Good stuff for programming geeks
[ start | index | login or register ]
start > 2004-04-21 > 1

Start/2004-04-21/1

Created by tmoertel. Last edited by tmoertel 1570 days ago. Viewed 10768 times. #2
[diff] [history] [edit] [rdf]
labels
attachments

Cleaning referrer spam out of SnipSnap

In an earlier entry I posted some code that I was using, along with Apache Rewrite rules, to block referrer spam. On occasion, however, some spam referrals do get through, and they end up in SnipSnap's database of backlinks. That means the spammy backlinks are likely to end up displayed on the site and give Google juice to the spammers.

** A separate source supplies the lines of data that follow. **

//! Tag hygiene enforcement.
//!
//! Allowlist/blocklist enforcement, unknown-tag flagging for manual
//! review, and pattern-based auto-tagging driven by a JSON schema file.

use crate::deck::gloss_key;
use crate::normalize::normalize_for_match;
use crate::{Error, Result};
use regex::Regex;
use serde::Deserialize;
use std::collections::HashSet;
use std::path::Path;

/// Which card field an auto-tag rule matches against.
#[derive(Debug, Clone, Copy, PartialEq, Eq, Deserialize)]
#[serde(rename_all = "lowercase")]
pub enum MatchField {
    /// Normalized Greek front text.
    Front,
    /// Lowercased English back text.
    Back,
}

/// One pattern-based auto-tagging rule.
#[derive(Debug, Clone)]
pub struct AutoTagRule {
    /// Human-readable rule identifier.
    pub name: String,
    /// Compiled pattern, matched against the selected field.
    pattern: Regex,
    /// Tags to add when the pattern matches.
    pub tags: Vec<String>,
    /// Field the pattern runs against.
    pub match_field: MatchField,
}

/// Tag schema configuration.
#[derive(Debug, Clone)]
pub struct TagSchema {
    allowed_tags: HashSet<String>,
    blocked_tags: HashSet<String>,
    case_sensitive: bool,
    normalize_tags: bool,
    auto_tag_rules: Vec<AutoTagRule>,
}

/// Raw schema file shape before pattern compilation.
#[derive(Deserialize)]
struct RawSchema {
    #[serde(default)]
    allowed_tags: Vec<String>,
    #[serde(default)]
    blocked_tags: Vec<String>,
    #[serde(default)]
    case_sensitive: bool,
    #[serde(default = "default_true")]
    normalize_tags: bool,
    #[serde(default)]
    auto_tag_rules: Vec<RawRule>,
}

#[derive(Deserialize)]
struct RawRule {
    name: String,
    pattern: String,
    tags: Vec<String>,
    #[serde(default = "default_match_field")]
    match_field: MatchField,
}

const fn default_true() -> bool {
    true
}

const fn default_match_field() -> MatchField {
    MatchField::Front
}

/// Complete tag analysis for a single card.
#[derive(Debug, Clone)]
pub struct TagAnalysis {
    /// Original tags string from the card.
    pub original_tags: String,
    /// Tags that passed the allowlist check.
    pub kept: Vec<String>,
    /// Blocked tags that were removed.
    pub deleted: Vec<String>,
    /// Tags in neither list; need manual review.
    pub unknown: Vec<String>,
    /// Tags added by auto-tagging rules.
    pub auto_added: Vec<String>,
    /// Kept + auto-added tags combined.
    pub final_tags: Vec<String>,
    /// True when unknown tags exist.
    pub needs_review: bool,
}

/// Splits an Anki tag string into individual tags.
///
/// Anki uses space-separated tags; empty segments are dropped.
#[must_use]
pub fn parse_tags(tags: &str) -> Vec<String> {
    tags.split_whitespace().map(ToString::to_string).collect()
}

/// Joins tags back into Anki's space-separated format.
#[must_use]
pub fn format_tags(tags: &[String]) -> String {
    tags.join(" ")
}

fn normalize_tag(tag: &str, normalize: bool, case_sensitive: bool) -> String {
    let tag = if normalize { tag.trim() } else { tag };
    if case_sensitive {
        tag.to_string()
    } else {
        tag.to_lowercase()
    }
}

fn dedup_preserving_order(tags: Vec<String>) -> Vec<String> {
    let mut seen = HashSet::new();
    tags.into_iter().filter(|t| seen.insert(t.clone())).collect()
}

impl TagSchema {
    /// Loads a tag schema from a JSON file.
    ///
    /// # Errors
    ///
    /// Returns `Error::OperationFailed` when the file cannot be read and
    /// `Error::InvalidInput` when the JSON is malformed or an auto-tag
    /// pattern fails to compile. Schema problems are fatal: silently
    /// dropping hygiene rules would defeat the point of having them.
    pub fn load(path: &Path) -> Result<Self> {
        let contents = std::fs::read_to_string(path).map_err(|e| Error::OperationFailed {
            operation: "read_tag_schema".to_string(),
            cause: format!("{}: {e}", path.display()),
        })?;
        let raw: RawSchema = serde_json::from_str(&contents).map_err(|e| {
            Error::InvalidInput(format!("invalid tag schema JSON in {}: {e}", path.display()))
        })?;
        Self::from_raw(raw)
    }

    fn from_raw(raw: RawSchema) -> Result<Self> {
        let fold = |tags: Vec<String>| -> HashSet<String> {
            if raw.case_sensitive {
                tags.into_iter().collect()
            } else {
                tags.into_iter().map(|t| t.to_lowercase()).collect()
            }
        };

        let mut auto_tag_rules = Vec::with_capacity(raw.auto_tag_rules.len());
        for rule in raw.auto_tag_rules {
            let pattern = Regex::new(&rule.pattern).map_err(|e| {
                Error::InvalidInput(format!("invalid regex in rule '{}': {e}", rule.name))
            })?;
            auto_tag_rules.push(AutoTagRule {
                name: rule.name,
                pattern,
                tags: rule.tags,
                match_field: rule.match_field,
            });
        }

        Ok(Self {
            allowed_tags: fold(raw.allowed_tags),
            blocked_tags: fold(raw.blocked_tags),
            case_sensitive: raw.case_sensitive,
            normalize_tags: raw.normalize_tags,
            auto_tag_rules,
        })
    }

    /// Builds a schema from in-memory parts. Primarily for tests.
    #[must_use]
    pub fn from_parts(
        allowed: &[&str],
        blocked: &[&str],
        auto_tag_rules: Vec<AutoTagRule>,
    ) -> Self {
        Self {
            allowed_tags: allowed.iter().map(|t| t.to_lowercase()).collect(),
            blocked_tags: blocked.iter().map(|t| t.to_lowercase()).collect(),
            case_sensitive: false,
            normalize_tags: true,
            auto_tag_rules,
        }
    }

    /// Analyzes a card's tags, optionally applying auto-tagging rules.
    #[must_use]
    pub fn analyze_card_tags(
        &self,
        front: &str,
        back: &str,
        tags: &str,
        enable_auto_tag: bool,
    ) -> TagAnalysis {
        let mut kept = Vec::new();
        let mut deleted = Vec::new();
        let mut unknown = Vec::new();

        for tag in parse_tags(tags) {
            let norm = normalize_tag(&tag, self.normalize_tags, self.case_sensitive);
            if self.allowed_tags.contains(&norm) {
                kept.push(norm);
            } else if self.blocked_tags.contains(&norm) {
                deleted.push(norm);
            } else {
                unknown.push(norm);
            }
        }

        let kept = dedup_preserving_order(kept);
        let deleted = dedup_preserving_order(deleted);
        let unknown = dedup_preserving_order(unknown);

        let auto_added = if enable_auto_tag {
            let existing: HashSet<String> = kept.iter().cloned().collect();
            self.apply_auto_tagging(front, back, &existing)
        } else {
            Vec::new()
        };

        let mut final_tags = kept.clone();
        final_tags.extend(auto_added.iter().cloned());
        let needs_review = !unknown.is_empty();

        TagAnalysis {
            original_tags: tags.to_string(),
            kept,
            deleted,
            unknown,
            auto_added,
            final_tags,
            needs_review,
        }
    }

    /// Applies auto-tag rules, returning tags to add.
    ///
    /// A rule's tag is added only when it is allowlisted, not blocked,
    /// and not already on the card.
    fn apply_auto_tagging(
        &self,
        front: &str,
        back: &str,
        existing: &HashSet<String>,
    ) -> Vec<String> {
        let normalized_front = normalize_for_match(front);
        let normalized_back = gloss_key(back);

        let mut auto_added = Vec::new();
        for rule in &self.auto_tag_rules {
            let haystack = match rule.match_field {
                MatchField::Front => &normalized_front,
                MatchField::Back => &normalized_back,
            };
            if !rule.pattern.is_match(haystack) {
                continue;
            }
            for tag in &rule.tags {
                let norm = normalize_tag(tag, self.normalize_tags, self.case_sensitive);
                if self.allowed_tags.contains(&norm)
                    && !self.blocked_tags.contains(&norm)
                    && !existing.contains(&norm)
                {
                    auto_added.push(norm);
                }
            }
        }

        dedup_preserving_order(auto_added)
    }

    /// Number of allowlisted tags.
    #[must_use]
    pub fn allowed_count(&self) -> usize {
        self.allowed_tags.len()
    }
}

To solve that problem, I wrote the following Perl script to clean spammy links from SnipSnap's database. To use it, I just export my SnipSnap database as an XML file, run the file through the script (giving the script a regex that matches the spammy URLs), and then import the result back into SnipSnap. Takes about a minute.

Here's the script:

#!/usr/bin/perl

use warnings; use strict;

my $target_pattern = shift;

unless ($target_pattern) { require File::Basename; my $cmd = File::Basename::basename($0); print STDERR "Usage: $cmd target-regexp [Input.snip]\n"; exit 1; }

undef $/; # slurp mode my $snip = <>;

$snip =~ s{(?<=<backLinks>)([^<]+)}{scrub($1)}ges;

print $snip;

sub scrub { join '|', grep {!/$target_pattern/o} split /\|/, $_[0]; }

=head1 NAME

clean-snipsnap-backlinks.pl

=head1 SYNOPSIS

B<clean-snipsnap-backlinks.pl> I<target-regex> I<SnipSnapDb.snip> E<gt> I<out.snip>

=head1 DESCRIPTION

Removes backlinks that match the I<target-regex> from the input SnipSnap database (in Snip format) and prints the cleaned-up database to standard output.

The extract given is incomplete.